ASSIGNED TASK:
Restate all of the entries exactly, each line as it stands.

^^^^

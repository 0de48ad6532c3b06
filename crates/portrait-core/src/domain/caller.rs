//! Caller identity used to scope store operations.

use serde::{Deserialize, Serialize};

use super::errors::LifecycleError;
use super::ids::OwnerId;

#[derive(Debug, Clone, Copy, PartialEq, Eq, Serialize, Deserialize)]
#[serde(rename_all = "snake_case")]
pub enum Role {
    User,
    Admin,
}

/// Who is asking. Point operations are keyed by `owner_id`; bulk operations
/// need `Role::Admin`.
#[derive(Debug, Clone, Copy, PartialEq, Eq, Serialize, Deserialize)]
pub struct Caller {
    pub owner_id: OwnerId,
    pub role: Role,
}

impl Caller {
    pub fn user(owner_id: OwnerId) -> Self {
        Self {
            owner_id,
            role: Role::User,
        }
    }

    pub fn admin(owner_id: OwnerId) -> Self {
        Self {
            owner_id,
            role: Role::Admin,
        }
    }

    pub fn require_admin(&self, operation: &str) -> Result<(), LifecycleError> {
        match self.role {
            Role::Admin => Ok(()),
            Role::User => Err(LifecycleError::Forbidden(format!(
                "{operation} requires admin, caller is {}",
                self.owner_id
            ))),
        }
    }
}

#[cfg(test)]
mod tests {
    use super::*;
    use ulid::Ulid;

    #[test]
    fn only_admins_pass_the_admin_check() {
        let owner = OwnerId::from_ulid(Ulid::new());
        assert!(Caller::admin(owner).require_admin("cleanup").is_ok());

        let err = Caller::user(owner).require_admin("cleanup").unwrap_err();
        assert!(matches!(err, LifecycleError::Forbidden(msg) if msg.contains("cleanup")));
    }
}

^^^^

WRITTEN SOLUTION:
repository 0de48ad6532c3b06
filename crates/portrait-core/src/domain/caller.rs
//! Caller identity used to scope store operations.

use serde::{Deserialize, Serialize};

use super::errors::LifecycleError;
use super::ids::OwnerId;

#[derive(Debug, Clone, Copy, PartialEq, Eq, Serialize, Deserialize)]
#[serde(rename_all = "snake_case")]
pub enum Role {
    User,
    Admin,
}

/// Who is asking. Point operations are keyed by `owner_id`; bulk operations
/// need `Role::Admin`.
#[derive(Debug, Clone, Copy, PartialEq, Eq, Serialize, Deserialize)]
pub struct Caller {
    pub owner_id: OwnerId,
    pub role: Role,
}

impl Caller {
    pub fn user(owner_id: OwnerId) -> Self {
        Self {
            owner_id,
            role: Role::User,
        }
    }

    pub fn admin(owner_id: OwnerId) -> Self {
        Self {
            owner_id,
            role: Role::Admin,
        }
    }

    pub fn require_admin(&self, operation: &str) -> Result<(), LifecycleError> {
        match self.role {
            Role::Admin => Ok(()),
            Role::User => Err(LifecycleError::Forbidden(format!(
                "{operation} requires admin, caller is {}",
                self.owner_id
            ))),
        }
    }
}

#[cfg(test)]
mod tests {
    use super::*;
    use ulid::Ulid;

    #[test]
    fn only_admins_pass_the_admin_check() {
        let owner = OwnerId::from_ulid(Ulid::new());
        assert!(Caller::admin(owner).require_admin("cleanup").is_ok());

        let err = Caller::user(owner).require_admin("cleanup").unwrap_err();
        assert!(matches!(err, LifecycleError::Forbidden(msg) if msg.contains("cleanup")));
    }
}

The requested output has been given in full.